TEACHING SPECIALTIES

Dr. Peters received the 2021 Russell Award for Excellence in Undergraduate Teaching, which is UGA’s highest early-career teaching honor. Before that, in 2019, the College of Journalism and Mass Communication recognized him as its “Journalism Teacher of the Year.” He is the former Teaching Chair of the Law & Policy Division of the Association for Education in Journalism and Mass Communication, and during the 2017-2018 academic year he served at UGA as an Online Learning Fellow. Dr. Peters mostly teaches communication law and policy, in both the College and the School of Law, but he has also taught undergraduate courses in information gathering, feature writing, and mass media ethics, as well as graduate courses in social media policy and in contemporary press freedom. He regularly mentors doctoral and master’s students, and he is active in the College’s study-abroad program, teaching in Prague in the summer.

EXPERIENCE

Dr. Peters is the press freedom correspondent for the Columbia Journalism Review, and elsewhere he has written about legal issues for Esquire, The Atlantic, Slate, Wired, NBC News, and CNN. He has blogged about the First Amendment for the Harvard Law Review, and he has written about the NHL for Sports Illustrated. He is a frequent commentator on media law matters for The New York Times, The Washington Post, Vanity Fair, CNN, The Wall Street Journal, NBC News, NPR, CBS News, PBS, and Politico, among others. In addition, his work has been noted by John Oliver’s “Last Week Tonight” and Jon Stewart’s “The Daily Show.”

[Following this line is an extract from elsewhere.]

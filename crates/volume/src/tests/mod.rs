mod compact_tests;
mod helpers;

Dr. Peters has authored or contributed to numerous amicus briefs in First Amendment cases, and he is a volunteer First Amendment lawyer for the Student Press Law Center and the ACLU. He has also testified in litigation as an expert witness on media law, and he has conducted legal seminars for dozens of news organizations, including the radio program “This American Life” and the podcast “Serial.” He is the author, too, of a report commissioned by the Columbia University Graduate School of Journalism that explores the legal and ethical propriety of reporting on stolen materials, focusing on the 2016 presidential election. More recently, he served on a research team that conducted the after-action review of a major American city’s response to the 2020 protests following George Floyd’s murder.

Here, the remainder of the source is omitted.